Start of Block

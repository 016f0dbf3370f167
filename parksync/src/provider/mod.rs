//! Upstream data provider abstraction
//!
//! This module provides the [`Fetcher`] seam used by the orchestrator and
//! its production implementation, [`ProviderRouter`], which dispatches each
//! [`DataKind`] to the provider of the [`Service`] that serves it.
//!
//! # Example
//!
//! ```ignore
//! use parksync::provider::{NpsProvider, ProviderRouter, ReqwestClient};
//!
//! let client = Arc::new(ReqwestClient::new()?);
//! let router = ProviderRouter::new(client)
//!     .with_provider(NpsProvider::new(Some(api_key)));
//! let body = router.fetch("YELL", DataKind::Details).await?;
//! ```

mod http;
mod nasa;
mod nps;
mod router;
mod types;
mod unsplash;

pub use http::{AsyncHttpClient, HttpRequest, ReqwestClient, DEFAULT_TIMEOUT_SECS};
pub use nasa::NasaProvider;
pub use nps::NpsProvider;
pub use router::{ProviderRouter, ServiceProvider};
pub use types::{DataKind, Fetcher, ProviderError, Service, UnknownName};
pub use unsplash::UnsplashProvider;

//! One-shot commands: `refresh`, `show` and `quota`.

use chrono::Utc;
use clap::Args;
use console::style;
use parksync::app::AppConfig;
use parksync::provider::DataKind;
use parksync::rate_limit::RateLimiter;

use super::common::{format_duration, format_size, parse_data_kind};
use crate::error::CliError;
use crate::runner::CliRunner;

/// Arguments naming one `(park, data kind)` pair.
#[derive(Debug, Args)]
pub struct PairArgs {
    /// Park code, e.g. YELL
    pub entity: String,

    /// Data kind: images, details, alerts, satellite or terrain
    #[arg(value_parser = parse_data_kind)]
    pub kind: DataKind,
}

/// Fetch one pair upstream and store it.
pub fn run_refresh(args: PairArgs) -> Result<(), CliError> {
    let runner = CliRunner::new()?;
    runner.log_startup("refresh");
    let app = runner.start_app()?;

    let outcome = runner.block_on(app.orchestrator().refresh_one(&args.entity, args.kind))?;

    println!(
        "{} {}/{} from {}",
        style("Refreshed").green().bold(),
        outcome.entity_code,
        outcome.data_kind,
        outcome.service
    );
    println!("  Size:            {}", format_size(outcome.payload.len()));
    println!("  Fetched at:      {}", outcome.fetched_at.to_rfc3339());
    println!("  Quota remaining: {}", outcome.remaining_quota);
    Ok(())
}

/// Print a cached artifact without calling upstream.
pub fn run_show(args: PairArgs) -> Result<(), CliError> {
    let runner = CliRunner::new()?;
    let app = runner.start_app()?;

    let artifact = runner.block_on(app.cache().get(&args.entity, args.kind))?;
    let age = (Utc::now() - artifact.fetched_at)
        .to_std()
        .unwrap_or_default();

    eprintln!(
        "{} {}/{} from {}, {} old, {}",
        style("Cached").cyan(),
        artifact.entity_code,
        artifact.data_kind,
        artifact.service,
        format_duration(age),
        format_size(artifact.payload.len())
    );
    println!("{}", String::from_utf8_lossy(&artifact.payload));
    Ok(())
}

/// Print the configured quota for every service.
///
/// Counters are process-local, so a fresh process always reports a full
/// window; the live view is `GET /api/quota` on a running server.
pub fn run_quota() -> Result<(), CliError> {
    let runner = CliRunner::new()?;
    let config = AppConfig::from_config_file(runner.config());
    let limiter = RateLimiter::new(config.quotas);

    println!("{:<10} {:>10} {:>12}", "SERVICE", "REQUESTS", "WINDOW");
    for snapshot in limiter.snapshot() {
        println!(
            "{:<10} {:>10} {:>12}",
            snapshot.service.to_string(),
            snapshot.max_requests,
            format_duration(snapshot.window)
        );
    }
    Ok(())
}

End of Block
Start of Block

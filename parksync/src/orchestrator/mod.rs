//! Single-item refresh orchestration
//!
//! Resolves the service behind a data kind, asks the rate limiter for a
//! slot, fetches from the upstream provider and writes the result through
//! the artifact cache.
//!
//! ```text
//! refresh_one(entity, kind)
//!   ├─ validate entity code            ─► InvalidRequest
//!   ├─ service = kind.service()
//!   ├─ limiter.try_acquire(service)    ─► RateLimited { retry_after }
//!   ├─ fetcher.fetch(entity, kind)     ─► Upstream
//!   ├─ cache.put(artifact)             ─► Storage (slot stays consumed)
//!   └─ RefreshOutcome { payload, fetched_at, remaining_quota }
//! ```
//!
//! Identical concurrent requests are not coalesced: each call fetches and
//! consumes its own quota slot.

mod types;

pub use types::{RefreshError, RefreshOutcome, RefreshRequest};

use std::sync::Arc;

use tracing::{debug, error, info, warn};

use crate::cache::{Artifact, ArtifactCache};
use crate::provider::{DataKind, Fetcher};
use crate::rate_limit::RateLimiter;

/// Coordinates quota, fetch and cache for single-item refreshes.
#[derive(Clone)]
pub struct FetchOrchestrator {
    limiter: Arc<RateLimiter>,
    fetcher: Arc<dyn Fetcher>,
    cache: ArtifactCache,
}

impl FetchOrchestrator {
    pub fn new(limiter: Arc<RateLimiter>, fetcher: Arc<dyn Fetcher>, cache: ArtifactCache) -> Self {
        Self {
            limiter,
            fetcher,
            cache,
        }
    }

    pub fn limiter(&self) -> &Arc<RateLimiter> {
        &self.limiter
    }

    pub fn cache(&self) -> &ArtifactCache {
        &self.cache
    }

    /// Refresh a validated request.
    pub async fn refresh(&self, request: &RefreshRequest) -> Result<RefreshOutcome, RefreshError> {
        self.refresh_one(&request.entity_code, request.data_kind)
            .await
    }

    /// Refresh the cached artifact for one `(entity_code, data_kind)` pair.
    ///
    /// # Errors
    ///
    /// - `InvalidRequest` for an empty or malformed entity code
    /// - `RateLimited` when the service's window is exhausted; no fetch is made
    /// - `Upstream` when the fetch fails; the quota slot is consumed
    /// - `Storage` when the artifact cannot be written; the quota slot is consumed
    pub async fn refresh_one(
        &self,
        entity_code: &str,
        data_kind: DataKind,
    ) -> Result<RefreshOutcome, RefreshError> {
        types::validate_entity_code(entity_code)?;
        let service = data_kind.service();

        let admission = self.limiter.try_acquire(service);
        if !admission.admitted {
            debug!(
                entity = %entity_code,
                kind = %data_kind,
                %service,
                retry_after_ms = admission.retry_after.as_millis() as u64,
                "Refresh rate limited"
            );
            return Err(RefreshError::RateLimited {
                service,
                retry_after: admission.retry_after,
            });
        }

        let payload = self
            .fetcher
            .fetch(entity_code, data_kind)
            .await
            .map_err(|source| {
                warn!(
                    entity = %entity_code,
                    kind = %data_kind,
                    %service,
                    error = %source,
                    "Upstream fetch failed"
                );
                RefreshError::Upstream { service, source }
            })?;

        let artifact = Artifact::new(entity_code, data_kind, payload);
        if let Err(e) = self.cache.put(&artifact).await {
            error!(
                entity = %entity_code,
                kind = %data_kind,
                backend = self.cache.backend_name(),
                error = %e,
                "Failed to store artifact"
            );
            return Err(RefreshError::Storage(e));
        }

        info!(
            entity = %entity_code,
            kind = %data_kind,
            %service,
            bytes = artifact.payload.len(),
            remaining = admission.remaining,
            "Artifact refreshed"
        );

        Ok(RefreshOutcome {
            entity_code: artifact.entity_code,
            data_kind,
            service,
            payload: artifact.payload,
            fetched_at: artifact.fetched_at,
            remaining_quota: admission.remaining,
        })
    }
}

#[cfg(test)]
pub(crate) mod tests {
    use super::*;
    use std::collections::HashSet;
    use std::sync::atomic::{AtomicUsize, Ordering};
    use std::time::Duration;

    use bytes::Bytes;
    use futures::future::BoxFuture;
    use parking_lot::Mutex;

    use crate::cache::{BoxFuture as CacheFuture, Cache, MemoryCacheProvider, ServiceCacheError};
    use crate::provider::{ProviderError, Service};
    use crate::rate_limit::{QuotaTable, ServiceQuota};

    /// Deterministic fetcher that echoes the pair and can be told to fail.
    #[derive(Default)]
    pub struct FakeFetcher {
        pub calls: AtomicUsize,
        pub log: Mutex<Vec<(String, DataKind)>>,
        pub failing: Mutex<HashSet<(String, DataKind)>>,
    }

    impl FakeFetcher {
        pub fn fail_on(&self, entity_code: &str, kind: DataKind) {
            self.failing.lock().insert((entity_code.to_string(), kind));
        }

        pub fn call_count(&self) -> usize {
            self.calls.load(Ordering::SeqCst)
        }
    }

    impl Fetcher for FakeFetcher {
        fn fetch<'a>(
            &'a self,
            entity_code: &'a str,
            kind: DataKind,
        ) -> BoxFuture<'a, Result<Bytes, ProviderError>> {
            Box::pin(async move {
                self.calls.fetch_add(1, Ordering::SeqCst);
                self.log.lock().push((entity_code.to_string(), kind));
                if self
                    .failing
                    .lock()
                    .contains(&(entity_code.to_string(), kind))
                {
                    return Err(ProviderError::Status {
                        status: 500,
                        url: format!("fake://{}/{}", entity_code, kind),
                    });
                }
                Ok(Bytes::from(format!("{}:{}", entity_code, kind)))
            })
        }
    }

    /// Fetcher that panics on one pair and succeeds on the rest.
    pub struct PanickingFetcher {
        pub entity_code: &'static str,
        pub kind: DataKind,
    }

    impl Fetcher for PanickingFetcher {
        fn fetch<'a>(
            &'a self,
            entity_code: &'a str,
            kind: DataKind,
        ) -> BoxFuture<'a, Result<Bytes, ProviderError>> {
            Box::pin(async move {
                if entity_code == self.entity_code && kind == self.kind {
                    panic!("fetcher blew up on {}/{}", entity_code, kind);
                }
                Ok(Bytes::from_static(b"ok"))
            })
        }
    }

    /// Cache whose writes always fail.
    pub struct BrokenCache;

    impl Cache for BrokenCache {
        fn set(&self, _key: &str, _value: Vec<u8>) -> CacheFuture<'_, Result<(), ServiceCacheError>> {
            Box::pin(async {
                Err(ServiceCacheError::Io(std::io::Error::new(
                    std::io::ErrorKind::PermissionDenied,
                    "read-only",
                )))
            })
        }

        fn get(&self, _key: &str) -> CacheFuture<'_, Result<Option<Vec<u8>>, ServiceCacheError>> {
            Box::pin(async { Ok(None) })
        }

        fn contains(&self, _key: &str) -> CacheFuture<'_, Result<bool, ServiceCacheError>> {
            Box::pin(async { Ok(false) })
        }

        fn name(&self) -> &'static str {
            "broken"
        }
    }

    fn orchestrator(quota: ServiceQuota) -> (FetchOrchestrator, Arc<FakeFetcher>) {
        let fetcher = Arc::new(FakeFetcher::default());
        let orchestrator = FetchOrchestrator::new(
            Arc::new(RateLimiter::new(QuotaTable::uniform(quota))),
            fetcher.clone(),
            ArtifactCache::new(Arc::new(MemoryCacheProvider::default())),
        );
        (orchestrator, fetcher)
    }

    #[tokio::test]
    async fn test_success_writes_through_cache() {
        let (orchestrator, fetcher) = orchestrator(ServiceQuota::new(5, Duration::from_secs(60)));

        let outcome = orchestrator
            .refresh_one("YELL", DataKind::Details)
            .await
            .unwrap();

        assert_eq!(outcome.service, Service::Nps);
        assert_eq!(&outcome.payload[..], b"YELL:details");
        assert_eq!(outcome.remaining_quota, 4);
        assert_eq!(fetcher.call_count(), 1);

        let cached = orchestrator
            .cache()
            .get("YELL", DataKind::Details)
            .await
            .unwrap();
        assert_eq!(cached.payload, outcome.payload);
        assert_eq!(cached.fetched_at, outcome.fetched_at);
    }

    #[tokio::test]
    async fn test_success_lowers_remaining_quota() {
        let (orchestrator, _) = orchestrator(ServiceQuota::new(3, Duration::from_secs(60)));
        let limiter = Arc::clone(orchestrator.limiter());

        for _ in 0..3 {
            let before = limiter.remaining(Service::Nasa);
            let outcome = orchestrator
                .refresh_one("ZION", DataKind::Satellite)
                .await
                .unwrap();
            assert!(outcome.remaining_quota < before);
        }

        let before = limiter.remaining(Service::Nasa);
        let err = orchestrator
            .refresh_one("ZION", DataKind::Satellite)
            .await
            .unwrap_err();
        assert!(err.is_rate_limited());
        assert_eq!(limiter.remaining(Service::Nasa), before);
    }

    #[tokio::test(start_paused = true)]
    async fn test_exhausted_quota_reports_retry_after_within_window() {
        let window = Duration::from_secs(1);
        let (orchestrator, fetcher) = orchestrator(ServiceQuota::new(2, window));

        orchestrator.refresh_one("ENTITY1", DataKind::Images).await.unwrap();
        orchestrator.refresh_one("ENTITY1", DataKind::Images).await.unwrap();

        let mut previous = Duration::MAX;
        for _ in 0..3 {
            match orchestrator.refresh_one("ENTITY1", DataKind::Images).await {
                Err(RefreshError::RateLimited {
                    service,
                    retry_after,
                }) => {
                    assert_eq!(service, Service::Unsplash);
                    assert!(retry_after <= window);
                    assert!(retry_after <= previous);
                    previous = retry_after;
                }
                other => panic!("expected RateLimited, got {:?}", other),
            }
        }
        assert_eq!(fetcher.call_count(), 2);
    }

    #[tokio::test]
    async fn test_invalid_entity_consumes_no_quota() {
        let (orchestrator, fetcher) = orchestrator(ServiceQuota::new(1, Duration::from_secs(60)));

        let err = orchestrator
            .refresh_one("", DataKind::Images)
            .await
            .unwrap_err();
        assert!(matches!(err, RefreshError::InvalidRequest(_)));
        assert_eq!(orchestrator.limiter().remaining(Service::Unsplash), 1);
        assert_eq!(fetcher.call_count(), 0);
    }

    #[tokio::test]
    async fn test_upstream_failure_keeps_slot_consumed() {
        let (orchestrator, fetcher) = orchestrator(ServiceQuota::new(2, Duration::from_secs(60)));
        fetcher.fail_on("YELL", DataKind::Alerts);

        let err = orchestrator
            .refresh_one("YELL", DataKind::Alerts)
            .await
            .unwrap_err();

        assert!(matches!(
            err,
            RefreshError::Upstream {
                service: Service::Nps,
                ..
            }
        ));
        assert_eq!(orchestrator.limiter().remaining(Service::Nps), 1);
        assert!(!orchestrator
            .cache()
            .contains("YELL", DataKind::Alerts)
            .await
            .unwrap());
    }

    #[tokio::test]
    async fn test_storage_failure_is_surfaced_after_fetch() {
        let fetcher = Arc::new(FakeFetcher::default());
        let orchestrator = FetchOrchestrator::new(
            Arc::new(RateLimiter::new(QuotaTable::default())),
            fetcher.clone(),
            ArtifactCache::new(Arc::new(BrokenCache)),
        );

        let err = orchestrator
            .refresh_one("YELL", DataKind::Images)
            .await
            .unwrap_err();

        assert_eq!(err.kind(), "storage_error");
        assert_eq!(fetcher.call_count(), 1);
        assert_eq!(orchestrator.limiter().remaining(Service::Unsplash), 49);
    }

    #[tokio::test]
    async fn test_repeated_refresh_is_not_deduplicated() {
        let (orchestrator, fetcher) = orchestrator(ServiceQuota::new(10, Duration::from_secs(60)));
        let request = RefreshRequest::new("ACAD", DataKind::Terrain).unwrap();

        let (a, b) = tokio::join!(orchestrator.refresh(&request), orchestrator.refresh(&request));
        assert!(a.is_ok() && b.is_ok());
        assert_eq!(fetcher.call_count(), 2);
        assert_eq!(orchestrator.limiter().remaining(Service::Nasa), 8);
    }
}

End of Block

# Your instructions
Return each line of the entries that holds the string "RefreshRequest".

# Exercise output
pub use types::{RefreshError, RefreshOutcome, RefreshRequest};
    pub async fn refresh(&self, request: &RefreshRequest) -> Result<RefreshOutcome, RefreshError> {
        let request = RefreshRequest::new("ACAD", DataKind::Terrain).unwrap();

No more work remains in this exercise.